BEGIN Material for the task

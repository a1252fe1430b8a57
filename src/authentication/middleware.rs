use warp::{reject::Rejection, Filter};

use super::jwt::{SessionData, SessionKey};
use crate::{error::ApiError, MSG_INVALID_TOKEN, MSG_NO_CREDENTIALS};

const SCHEMES: [&str; 2] = ["token", "bearer"];

/// Pulls the token out of an `Authorization: Token <jwt>` (or `Bearer`)
/// header.
fn credentials(header: Option<&str>) -> Result<&str, ApiError> {
    let header = header.ok_or(ApiError::Unauthenticated(MSG_NO_CREDENTIALS))?;

    let mut words = header.split_whitespace();
    let scheme = words.next().unwrap_or_default().to_ascii_lowercase();
    if !SCHEMES.contains(&scheme.as_str()) {
        return Err(ApiError::Unauthenticated(MSG_NO_CREDENTIALS));
    }

    match (words.next(), words.next()) {
        (Some(token), None) => Ok(token),
        _ => Err(ApiError::Unauthenticated(MSG_INVALID_TOKEN)),
    }
}

/// Rejects unless the request carries a valid session token. Routes place it
/// ahead of body parsing so unauthenticated calls never reach the store.
pub fn with_session(
    keys: SessionKey,
) -> impl Filter<Extract = (SessionData,), Error = Rejection> + Clone {
    warp::header::optional::<String>("authorization").and_then(move |header: Option<String>| {
        let keys = keys.clone();
        async move {
            let token = credentials(header.as_deref()).map_err(warp::reject::custom)?;

            keys.verify_jwt_session(token)
                .map(SessionData::from)
                .map_err(warp::reject::custom)
        }
    })
}

#[cfg(test)]
mod tests {
    use super::*;
    use crate::schema::User;

    fn keys() -> SessionKey {
        SessionKey::new(b"middleware", 1).unwrap()
    }

    fn user() -> User {
        User {
            id: 3,
            email: String::from("user@example.com"),
            name: String::from("User"),
            password: String::new(),
        }
    }

    #[tokio::test]
    async fn missing_header_is_rejected() {
        let rejection = warp::test::request()
            .filter(&with_session(keys()))
            .await
            .unwrap_err();

        assert!(matches!(
            rejection.find::<ApiError>(),
            Some(ApiError::Unauthenticated(MSG_NO_CREDENTIALS))
        ));
    }

    #[tokio::test]
    async fn both_schemes_are_accepted() {
        let keys = keys();
        let token = keys.generate_jwt_session(&user()).unwrap();

        for scheme in ["Token", "Bearer"] {
            let session = warp::test::request()
                .header("authorization", format!("{scheme} {token}"))
                .filter(&with_session(keys.clone()))
                .await
                .unwrap();
            assert_eq!(session.user_id, 3);
        }
    }

    #[test]
    fn malformed_headers() {
        assert!(matches!(
            credentials(Some("Basic abc")),
            Err(ApiError::Unauthenticated(MSG_NO_CREDENTIALS))
        ));
        assert!(matches!(
            credentials(Some("Token")),
            Err(ApiError::Unauthenticated(MSG_INVALID_TOKEN))
        ));
        assert!(matches!(
            credentials(Some("Token a b")),
            Err(ApiError::Unauthenticated(MSG_INVALID_TOKEN))
        ));
        assert_eq!(credentials(Some("token abc")).unwrap(), "abc");
    }
}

END Material for the task

What you have to do. All records shown above must be set down again verbatim.

Task solution.
repository a1252fe1430b8a57
filename src/authentication/middleware.rs
use warp::{reject::Rejection, Filter};

use super::jwt::{SessionData, SessionKey};
use crate::{error::ApiError, MSG_INVALID_TOKEN, MSG_NO_CREDENTIALS};

const SCHEMES: [&str; 2] = ["token", "bearer"];

/// Pulls the token out of an `Authorization: Token <jwt>` (or `Bearer`)
/// header.
fn credentials(header: Option<&str>) -> Result<&str, ApiError> {
    let header = header.ok_or(ApiError::Unauthenticated(MSG_NO_CREDENTIALS))?;

    let mut words = header.split_whitespace();
    let scheme = words.next().unwrap_or_default().to_ascii_lowercase();
    if !SCHEMES.contains(&scheme.as_str()) {
        return Err(ApiError::Unauthenticated(MSG_NO_CREDENTIALS));
    }

    match (words.next(), words.next()) {
        (Some(token), None) => Ok(token),
        _ => Err(ApiError::Unauthenticated(MSG_INVALID_TOKEN)),
    }
}

/// Rejects unless the request carries a valid session token. Routes place it
/// ahead of body parsing so unauthenticated calls never reach the store.
pub fn with_session(
    keys: SessionKey,
) -> impl Filter<Extract = (SessionData,), Error = Rejection> + Clone {
    warp::header::optional::<String>("authorization").and_then(move |header: Option<String>| {
        let keys = keys.clone();
        async move {
            let token = credentials(header.as_deref()).map_err(warp::reject::custom)?;

            keys.verify_jwt_session(token)
                .map(SessionData::from)
                .map_err(warp::reject::custom)
        }
    })
}

#[cfg(test)]
mod tests {
    use super::*;
    use crate::schema::User;

    fn keys() -> SessionKey {
        SessionKey::new(b"middleware", 1).unwrap()
    }

    fn user() -> User {
        User {
            id: 3,
            email: String::from("user@example.com"),
            name: String::from("User"),
            password: String::new(),
        }
    }

    #[tokio::test]
    async fn missing_header_is_rejected() {
        let rejection = warp::test::request()
            .filter(&with_session(keys()))
            .await
            .unwrap_err();

        assert!(matches!(
            rejection.find::<ApiError>(),
            Some(ApiError::Unauthenticated(MSG_NO_CREDENTIALS))
        ));
    }

    #[tokio::test]
    async fn both_schemes_are_accepted() {
        let keys = keys();
        let token = keys.generate_jwt_session(&user()).unwrap();

        for scheme in ["Token", "Bearer"] {
            let session = warp::test::request()
                .header("authorization", format!("{scheme} {token}"))
                .filter(&with_session(keys.clone()))
                .await
                .unwrap();
            assert_eq!(session.user_id, 3);
        }
    }

    #[test]
    fn malformed_headers() {
        assert!(matches!(
            credentials(Some("Basic abc")),
            Err(ApiError::Unauthenticated(MSG_NO_CREDENTIALS))
        ));
        assert!(matches!(
            credentials(Some("Token")),
            Err(ApiError::Unauthenticated(MSG_INVALID_TOKEN))
        ));
        assert!(matches!(
            credentials(Some("Token a b")),
            Err(ApiError::Unauthenticated(MSG_INVALID_TOKEN))
        ));
        assert_eq!(credentials(Some("token abc")).unwrap(), "abc");
    }
}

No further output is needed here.